2.4. The Warranty Period commences on the date that the product is delivered to your nominated delivery address. Where no proof of delivery is available, the applicable warranty period will commence three (3) days from the date the hardware products are dispatched to you.
2.5. This warranty does not cover defects or nonconformities in the Yabby Hardware Device caused by misuse, neglect, abuse, accident, alteration, improper, improper maintenance, or modification by any third party, damage or malfunction that results from acts of God, storms, lightning strikes/bolts, or damage by livestock or other animals.

2.6. Unless otherwise provided by law, the Customer will bear any other costs incurred in making a claim under this warranty.
2.7. Where any condition, warranty or right is implied or imposed by law and cannot be excluded, Yabby limits its liability for breach of that implied or imposed condition, warranty, or right, to the fullest extent permitted by law.
2.8. Subject to cl. 2.3 and despite any implication arising from any other provisions of these Terms:
     (a) to the fullest extent permitted by law, Yabby will only be liable for a safety defect (as defined in the ACL) in any good if the Customer notifies Yabby in                    writing of the safety defect (as defined in the ACL) in any such good within five (5) business days after the Delivery Date and Yabby accepts such liability;
     (b) Yabby is not liable to the Customer, its servants, agents or contractors, in contract, in tort (including negligence), under any statute (to the fullest extent              permitted by law) or otherwise for, or in respect of, any indirect or consequential loss or damage including without limitation financial loss or expense                 including loss of opportunity, loss of profits or loss of goodwill suffered by the Customer or any other person arising directly or indirectly out of or in any            way attributable to the hardware products, or their delivery, or the process for the sale of the hardware products upon these Terms even if that loss or                damage was in the contemplation of the parties at the time of the supply; and
    (c) the aggregate liability of Yabby in contract, in tort (including negligence), under statute (to the fullest extent permitted by law) or otherwise for, or in                     respect of, any loss or damage arising directly or indirectly out of or in any way attributable to the hardware products, or their delivery, or the process of             the sale of the hardware products will not exceed the price paid by the Customer for the hardware products.
2.9. In addition to the warranty set out in the preceding paragraphs, our goods and services that are sold to consumers (as that term is defined in the Australian Consumer Law) come with guarantees that cannot be excluded under the Australian Consumer Law.
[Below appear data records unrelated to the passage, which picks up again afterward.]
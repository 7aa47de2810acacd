//! # hearth-core: Pure Business Logic for the Hearth Storefront
//!
//! This crate is the **heart** of the storefront. It contains all business
//! logic as pure functions with zero I/O dependencies.
//!
//! ## Architecture Position
//! ```text
//! ┌─────────────────────────────────────────────────────────────────────┐
//! │                      Hearth Architecture                            │
//! │                                                                     │
//! │  ┌─────────────────────────────────────────────────────────────┐   │
//! │  │                 Display Layer (TypeScript)                  │   │
//! │  │   Product Grid ──► Cart Drawer ──► Checkout ──► Confirm     │   │
//! │  └────────────────────────────┬────────────────────────────────┘   │
//! │                               │ JSON boundary (ts-rs types)        │
//! │  ┌────────────────────────────▼────────────────────────────────┐   │
//! │  │               hearth-storefront (session layer)             │   │
//! │  │   browse, add_to_cart, submit_order, etc.                   │   │
//! │  └────────────────────────────┬────────────────────────────────┘   │
//! │                               │                                    │
//! │  ┌────────────────────────────▼────────────────────────────────┐   │
//! │  │                ★ hearth-core (THIS CRATE) ★                 │   │
//! │  │                                                             │   │
//! │  │   ┌─────────┐ ┌─────────┐ ┌──────────┐ ┌───────────────┐   │   │
//! │  │   │  types  │ │  money  │ │ cart /   │ │   catalog     │   │   │
//! │  │   │ Product │ │  Money  │ │ wishlist │ │ filter + sort │   │   │
//! │  │   └─────────┘ └─────────┘ └──────────┘ └───────────────┘   │   │
//! │  │                                                             │   │
//! │  │   NO I/O • NO PERSISTENCE • NO NETWORK • PURE FUNCTIONS     │   │
//! │  └─────────────────────────────────────────────────────────────┘   │
//! └─────────────────────────────────────────────────────────────────────┘
//! ```
//!
//! ## Modules
//!
//! - [`types`] - Domain types (Product, FilterOptions, SortKey, etc.)
//! - [`money`] - Money type with integer arithmetic (no floating point!)
//! - [`cart`] - Cart collection and totals
//! - [`wishlist`] - Wishlist collection
//! - [`catalog`] - Catalog, filter/sort pipeline, sample data
//! - [`error`] - Domain error types
//! - [`validation`] - Checkout input validation
//!
//! ## Design Principles
//!
//! 1. **Pure Functions**: Every function is deterministic - same input = same output
//! 2. **No I/O**: Persistence, network, file system access is FORBIDDEN here
//! 3. **Integer Money**: All monetary values are in cents (i64) to avoid float errors
//! 4. **Total Operations**: Cart and wishlist operations never fail; absent ids
//!    and zero quantities are defined behavior, not error paths

// =============================================================================
// Module Declarations
// =============================================================================

pub mod cart;
pub mod catalog;
pub mod error;
pub mod money;
pub mod types;
pub mod validation;
pub mod wishlist;

// =============================================================================
// Re-exports for Convenience
// =============================================================================
// These allow users to do `use hearth_core::Money` instead of
// `use hearth_core::money::Money`

pub use cart::{Cart, CartItem};
pub use catalog::Catalog;
pub use error::{CoreError, ValidationError};
pub use money::Money;
pub use types::*;
pub use wishlist::Wishlist;

// =============================================================================
// Crate-Level Constants
// =============================================================================

/// Subtotal above which shipping is free.
///
/// Orders with a subtotal strictly greater than this ship for free;
/// everything else pays [`FLAT_SHIPPING_RATE`].
pub const FREE_SHIPPING_THRESHOLD: Money = Money::from_cents(15_000);

/// Flat shipping charge applied below the free-shipping threshold.
pub const FLAT_SHIPPING_RATE: Money = Money::from_cents(1_500);
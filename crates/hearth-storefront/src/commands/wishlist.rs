//! # Wishlist Actions
//!
//! Saving products for later on behalf of the display layer.

use serde::{Deserialize, Serialize};
use tracing::debug;

use crate::error::ApiError;
use crate::state::WishlistStore;
use hearth_core::{Catalog, Product};

/// Wishlist response for the display layer.
#[derive(Debug, Clone, Serialize, Deserialize)]
#[serde(rename_all = "camelCase")]
pub struct WishlistResponse {
    pub items: Vec<Product>,
    pub item_count: usize,
}

impl WishlistResponse {
    fn snapshot(store: &WishlistStore) -> Self {
        let items = store.items();
        WishlistResponse {
            item_count: items.len(),
            items,
        }
    }
}

/// Gets the current wishlist contents.
pub fn get_wishlist(store: &WishlistStore) -> WishlistResponse {
    debug!("get_wishlist");
    WishlistResponse::snapshot(store)
}

/// Saves a catalog product to the wishlist.
///
/// Idempotent: saving an already-saved product changes nothing.
///
/// ## Returns
/// Updated wishlist, or `NOT_FOUND` for an unknown id
pub fn add_to_wishlist(
    catalog: &Catalog,
    store: &WishlistStore,
    product_id: &str,
) -> Result<WishlistResponse, ApiError> {
    debug!(product_id = %product_id, "add_to_wishlist");

    let product = catalog
        .get(product_id)
        .cloned()
        .ok_or_else(|| ApiError::not_found("Product", product_id))?;

    store.add_item(product);
    Ok(WishlistResponse::snapshot(store))
}

/// Removes a product from the wishlist. No-op for absent ids.
pub fn remove_from_wishlist(store: &WishlistStore, product_id: &str) -> WishlistResponse {
    debug!(product_id = %product_id, "remove_from_wishlist");
    store.remove_item(product_id);
    WishlistResponse::snapshot(store)
}

/// Membership test: is the product saved?
pub fn is_in_wishlist(store: &WishlistStore, product_id: &str) -> bool {
    store.contains(product_id)
}

/// Clears all saved products.
pub fn clear_wishlist(store: &WishlistStore) -> WishlistResponse {
    debug!("clear_wishlist");
    store.clear();
    WishlistResponse::snapshot(store)
}

// =============================================================================
// Unit Tests
// =============================================================================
For major failures with the service, you are entitled:
   (a) to cancel your service contract with us; and
   (b) to a refund for the unused portion, or to compensation for its reduced value.
You are also entitled to choose a refund or replacement for major failures with goods. If a failure with the goods or a service does not amount to a major failure, you are entitled to have the failure rectified in a reasonable time. If this is not done, you are entitled to a refund for the goods and to cancel the contract for the service and obtain a refund of any unused portion. You are also entitled to be compensated for any other reasonably foreseeable loss or damage from a failure in the goods or service.
2.10. If you believe your Yabby Hardware Device is defective, it must be returned to Yabby for inspection by our warranty claims department.
2.11. In order to make a claim, prior to returning the hardware product, the Customer must provide Yabby with:
   (a) details of the defect or damage in relation to which you are making a claim under the warranty;
   (b) photographic evidence of the defect or damage, where applicable;
   (c) your invoice (including order number) and any other proof of purchase; and
   (d) any other details we may need to process your claim.
2.12. The Customer must comply with all return instructions provided by Yabby when making a claim under this warranty.
2.13. The Customer must pay all costs associated with shipping the product back to Yabby. We suggest you keep your receipt, as we will reimburse you for all reasonable shipping and packing expenses if we accept your warranty claim.
2.14. If Yabby accepts the Customer’s warranty claim:
   (a) Yabby will provide one of the remedies set out at clause 2.3; and
   (b) reimburse the Customer for the shipping costs incurred by the Customer in sending the device(s) back to Yabby.; and
   (c) Any products that Yabby chooses to replace, or refund, become the property of Yabby.
2.15. If Yabby does not accept a Customer’s warranty claim:
   (a) Yabby will advise the Customer of the reason and hold the device for collection.
   (b) The Customer is responsible for arranging and paying for the device to be collected from Yabby and shipped back to the Customer.
   (c) If your device is not collected within 30 days of Yabby notifying the Customer that your warranty claim has not been accepted, Yabby may destroy it.
2.16. Yabby Hardware Devices that are packaged incorrectly for return may be damaged in shipping, which will invalidate this warranty with respect to such Yabby Hardware Device, and may cause the Customer to incur a corresponding repair or replacement charge.
2.17. If any returned hardware products are found to be in good working order, Yabby may seek reimbursement, at Yabby’s discretion, for any costs incurred by us in relation to such hardware products. In such cases, you agree that we may hold your hardware products until such payment is received.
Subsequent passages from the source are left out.